I commented at Daniel Pipes' blog who sees the overproportional crownings of Muslim beauty queens as a mere matter of Affirmative Action:
Dear Mr. Pipes,End of second addition.
I am not a man so I can't know what a man considers "attractive", but I am under the impression that, as those pageants are supposed to crown beauty-, and not porn queens, their beauty ought to appeal to the male as well as to the female eye. So let me tell you from a woman's point of view that ALL those women are not attractive in a general, aesthetic meaning of the word. They are moderately pretty at best, plain at worst, and some, specifically the newly crowned Miss USA, are decidedly vulgar.
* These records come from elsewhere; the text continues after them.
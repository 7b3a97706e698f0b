//! Bullet-hit routing, direct damage, explosions and enemy melee.

use bevy::math::Vec3;
use tracing::{debug, info};

use crate::actors::ActorId;
use crate::balance::BalanceOutcome;
use crate::blackboard::BlackboardKey;
use crate::capabilities::{HitResult, ParticleKind, Presentation};
use crate::damage::{resolve_hit, BulletHitKind, Damageable, ResolvedHit, ShotProfile};
use crate::events::CombatEvent;

use super::{Actor, CombatWorld};

impl<P: Presentation> CombatWorld<P> {
    /// Dispatch one bullet impact on the struck actor's hit capability.
    pub fn route_bullet_hit(&mut self, hit: &HitResult, profile: ShotProfile, instigator: Option<ActorId>) {
        self.presentation
            .spawn_particles_at(hit.location, ParticleKind::Impact);
        let Some(target) = hit.actor else {
            return;
        };
        let Some(kind) = self.actors.get(target).map(Actor::bullet_hit_kind) else {
            return;
        };
        match kind {
            BulletHitKind::Enemy => {
                self.resolve_shot(target, &profile, hit.bone.as_deref(), hit.location, instigator);
            }
            BulletHitKind::Explosive => {
                self.detonate(target, instigator);
            }
            BulletHitKind::Generic => {}
        }
    }

    /// Weak spot, health, hit number, balance and the enemy's reaction, in that order.
    pub fn resolve_shot(
        &mut self,
        target: ActorId,
        profile: &ShotProfile,
        bone: Option<&str>,
        location: Vec3,
        instigator: Option<ActorId>,
    ) -> Option<ResolvedHit> {
        let (actors, mut ctx) = self.parts();
        let Some(Actor::Enemy(enemy)) = actors.get_mut(target) else {
            return None;
        };
        let hit = resolve_hit(&mut **enemy, profile, bone, location, instigator)?;
        ctx.emit(CombatEvent::HitNumber {
            target,
            amount: hit.amount,
            location,
            weakspot: hit.weakspot,
        });
        ctx.emit(CombatEvent::Damaged {
            target,
            amount: hit.amount,
            instigator,
            remaining: enemy.health.current(),
        });
        ctx.presentation
            .spawn_particles_at(location, ParticleKind::Blood);
        if hit.balance == Some(BalanceOutcome::Depleted) {
            enemy.stagger(target, &mut ctx);
        }
        enemy.on_damaged(target, hit.killed, &mut ctx);
        Some(hit)
    }

    /// Apply raw damage to a player or enemy. Returns the amount actually removed.
    pub fn apply_damage(&mut self, target: ActorId, amount: f32, instigator: Option<ActorId>) -> f32 {
        let (actors, mut ctx) = self.parts();
        let Some(actor) = actors.get_mut(target) else {
            return 0.0;
        };
        let (taken, remaining, player_killed) = match actor {
            Actor::Player(player) => {
                if !player.can_take_damage() {
                    return 0.0;
                }
                let taken = player.take_damage(amount, instigator);
                if taken.killed {
                    player.die(target, &mut ctx);
                }
                (taken, player.health.current(), taken.killed)
            }
            Actor::Enemy(enemy) => {
                if !enemy.can_take_damage() {
                    return 0.0;
                }
                let taken = enemy.take_damage(amount, instigator);
                enemy.on_damaged(target, taken.killed, &mut ctx);
                (taken, enemy.health.current(), false)
            }
            _ => return 0.0,
        };
        ctx.emit(CombatEvent::Damaged {
            target,
            amount: taken.applied,
            instigator,
            remaining,
        });
        if player_killed {
            if let Some(Actor::Enemy(killer)) = instigator.and_then(|id| actors.get_mut(id)) {
                killer.blackboard.set_bool(BlackboardKey::CharacterIsDead, true);
            }
        }
        taken.applied
    }

    /// Blow up an explosive: radial falloff damage to every character in range.
    pub fn detonate(&mut self, explosive: ActorId, instigator: Option<ActorId>) -> bool {
        let ex = match self.actors.get(explosive) {
            Some(Actor::Explosive(ex)) => *ex,
            _ => return false,
        };
        self.presentation
            .spawn_particles_at(ex.position, ParticleKind::Explosion);
        self.events.push(CombatEvent::Exploded {
            actor: explosive,
            location: ex.position,
            radius: ex.radius,
        });
        self.remove_actor(explosive);

        let victims: Vec<(ActorId, f32)> = self
            .actors
            .iter()
            .filter(|(_, actor)| matches!(actor, Actor::Player(_) | Actor::Enemy(_)))
            .map(|(id, actor)| (id, actor.position().distance(ex.position)))
            .filter(|(_, distance)| *distance <= ex.radius)
            .collect();
        info!(?explosive, victims = victims.len(), "explosion");
        for (id, distance) in victims {
            let amount = ex.damage_at(distance);
            debug!(?id, distance, amount, "explosion damage");
            self.apply_damage(id, amount, instigator);
        }
        true
    }

    // =========================================================================
    // Enemy actions
    // =========================================================================

    /// An enemy's swing connected with a player.
    pub fn melee_hit(&mut self, enemy: ActorId, player: ActorId) -> f32 {
        let Some(damage) = self.enemy(enemy).filter(|e| !e.is_dead()).map(|e| e.attack_damage) else {
            return 0.0;
        };
        if !self.player(player).is_some_and(|p| p.can_take_damage()) {
            return 0.0;
        }
        let applied = self.apply_damage(player, damage, Some(enemy));
        if self.player(player).is_some_and(|p| p.is_dead()) {
            self.with_enemy(enemy, |e, ctx| e.taunt(enemy, ctx));
        } else {
            self.with_player(player, |p, ctx| p.on_melee_hit(player, ctx));
        }
        applied
    }

    pub fn enter_agro_sphere(&mut self, enemy: ActorId, player: ActorId) {
        if self.player(player).is_none() {
            return;
        }
        self.with_enemy(enemy, |e, _| e.enter_agro_sphere(player));
    }

    pub fn enter_combat_range(&mut self, enemy: ActorId) {
        self.with_enemy(enemy, |e, _| e.enter_combat_range());
    }

    pub fn exit_combat_range(&mut self, enemy: ActorId) {
        self.with_enemy(enemy, |e, _| e.exit_combat_range());
    }

    pub fn attack_player(&mut self, enemy: ActorId, section: Option<&str>) -> bool {
        self.with_enemy(enemy, |e, ctx| e.attack_player(enemy, section, ctx))
            .unwrap_or(false)
    }

    pub fn rush_attack_start(&mut self, enemy: ActorId) -> bool {
        self.with_enemy(enemy, |e, ctx| e.rush_attack_start(enemy, ctx))
            .unwrap_or(false)
    }

    pub fn rush_attack_end(&mut self, enemy: ActorId) {
        self.with_enemy(enemy, |e, _| e.rush_attack_end());
    }

    /// Attack, roar, dodge or taunt montage ended.
    pub fn finish_enemy_action(&mut self, enemy: ActorId) {
        self.with_enemy(enemy, |e, ctx| e.finish_enemy_action(enemy, ctx));
    }
}

#[cfg(test)]
mod tests {
    use super::*;
    use crate::capabilities::EmptyTracer;
    use crate::enemy::EnemyState;
    use crate::player::CombatState;

    const BODY: ShotProfile = ShotProfile {
        damage: 20.0,
        weakspot_damage: 50.0,
        balance_damage: 25.0,
    };

    fn quiet_world() -> CombatWorld {
        let mut config = crate::config::CombatConfig::default();
        config.enemy.hit_react_chance = 0.0;
        config.enemy.dodge_chance = 0.0;
        config.enemy.roar_chance = 0.0;
        CombatWorld::new(config)
    }

    fn hit_on(target: ActorId, bone: &str) -> HitResult {
        HitResult::on_actor(target, bone, Vec3::ZERO)
    }

    #[test]
    fn test_generic_hit_only_spawns_impact() {
        let mut world = quiet_world();
        let player = world.spawn_player(Vec3::ZERO);
        world.drain_events();
        world.route_bullet_hit(&hit_on(player, "spine"), BODY, None);
        assert!(world.events().is_empty());
        assert_eq!(world.player(player).unwrap().health.current(), 100.0);
        assert_eq!(world.presentation().particles, vec![(Vec3::ZERO, ParticleKind::Impact)]);

        world.route_bullet_hit(&HitResult::world(Vec3::ONE), BODY, None);
        assert_eq!(world.presentation().particles.len(), 2);
    }

    #[test]
    fn test_weakspot_hit_reports_bonus() {
        let mut world = quiet_world();
        let enemy = world.spawn_enemy(Vec3::ZERO);
        world.route_bullet_hit(&hit_on(enemy, "head"), BODY, None);
        assert_eq!(world.enemy(enemy).unwrap().health.current(), 50.0);
        assert!(world.events().iter().any(|e| matches!(
            e,
            CombatEvent::HitNumber { amount, weakspot: true, .. } if *amount == 50.0
        )));
    }

    #[test]
    fn test_balance_break_staggers_enemy() {
        let mut world = quiet_world();
        let enemy = world.spawn_enemy(Vec3::ZERO);
        let heavy = ShotProfile {
            damage: 1.0,
            weakspot_damage: 1.0,
            balance_damage: 40.0,
        };
        for _ in 0..2 {
            world.route_bullet_hit(&hit_on(enemy, "spine"), heavy, None);
        }
        assert_eq!(world.enemy(enemy).unwrap().state(), EnemyState::Unoccupied);
        world.route_bullet_hit(&hit_on(enemy, "spine"), heavy, None);
        assert_eq!(world.enemy(enemy).unwrap().state(), EnemyState::Staggered);
        assert_eq!(world.enemy(enemy).unwrap().balance.current(), 100.0);

        world.tick(world.config().enemy.stagger_duration + 0.01, &EmptyTracer);
        assert_eq!(world.enemy(enemy).unwrap().state(), EnemyState::Unoccupied);
    }

    #[test]
    fn test_shot_sets_target_to_shooter() {
        let mut world = quiet_world();
        let player = world.spawn_player(Vec3::ZERO);
        let enemy = world.spawn_enemy(Vec3::X * 500.0);
        world.route_bullet_hit(&hit_on(enemy, "spine"), BODY, Some(player));
        assert_eq!(world.enemy(enemy).unwrap().target(), Some(player));
    }

    #[test]
    fn test_explosive_falloff_and_self_destruct() {
        let mut world = quiet_world();
        let barrel = world.spawn_explosive(Vec3::ZERO);
        let near = world.spawn_enemy(Vec3::new(100.0, 0.0, 0.0));
        let mid = world.spawn_enemy(Vec3::new(325.0, 0.0, 0.0));
        let far = world.spawn_enemy(Vec3::new(900.0, 0.0, 0.0));

        world.route_bullet_hit(&hit_on(barrel, ""), BODY, None);
        assert!(world.actor(barrel).is_none());
        assert!(world.enemy(near).unwrap().is_dead());
        assert!((world.enemy(mid).unwrap().health.current() - 45.0).abs() < 1e-3);
        assert_eq!(world.enemy(far).unwrap().health.current(), 100.0);
        assert!(world
            .events()
            .iter()
            .any(|e| matches!(e, CombatEvent::Exploded { actor, .. } if *actor == barrel)));
        assert!(!world.detonate(barrel, None), "already gone");
    }

    #[test]
    fn test_melee_respects_iframes() {
        let mut world = quiet_world();
        let player = world.spawn_player(Vec3::ZERO);
        let enemy = world.spawn_enemy(Vec3::X);
        assert!(world.dodge(player));
        assert_eq!(world.melee_hit(enemy, player), 0.0);
        assert_eq!(world.player(player).unwrap().health.current(), 100.0);
    }

    #[test]
    fn test_melee_staggers_then_kill_taunts() {
        let mut world = quiet_world();
        let player = world.spawn_player(Vec3::ZERO);
        let enemy = world.spawn_enemy(Vec3::X);
        assert_eq!(world.melee_hit(enemy, player), 20.0);
        assert_eq!(world.player(player).unwrap().state(), CombatState::Staggered);

        for _ in 0..4 {
            world.melee_hit(enemy, player);
        }
        let p = world.player(player).unwrap();
        assert!(p.is_dead());
        assert_eq!(p.state(), CombatState::Dead);
        let e = world.enemy(enemy).unwrap();
        assert_eq!(e.state(), EnemyState::Taunting);
        assert!(e.blackboard.get_bool(BlackboardKey::CharacterIsDead));
        assert_eq!(world.apply_damage(player, 10.0, None), 0.0, "dead player takes nothing");
    }

    #[test]
    fn test_dead_enemy_expires() {
        let mut world = quiet_world();
        let enemy = world.spawn_enemy(Vec3::ZERO);
        world.apply_damage(enemy, 100.0, None);
        assert!(world.enemy(enemy).unwrap().is_dead());
        world.tick(crate::constants::ENEMY_CORPSE_LIFESPAN + 0.1, &EmptyTracer);
        assert!(world.actor(enemy).is_none());
    }
}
It is often asked why Rima Fakih got away with exhibiting herself at such a shameless event an American beauty pageant doubtlessly is. (I am making this statement not from a Muslim, but from a Catholic European point of view. As far as my and Muslim concepts of modesty seem to overlap, it is purely phenotypical.) Debbie Schlussel has some interesting information about the girl's family's involvement with Hisbollah to offer. That gives this girl's election a pretty disturbing spin far beyond political correctness and Affirmative Action.
One last remark: It would have been nice if you had stuck to the usual etiquette among bloggers and credited me with a link or at least a mentioning for providing you with the information about Shermine Sharivar.
Best regards
Edited to add:
I watched some of the videos of those excrutiatingly embarrassing moments when the contestants are supposed to prove that they
A zombie.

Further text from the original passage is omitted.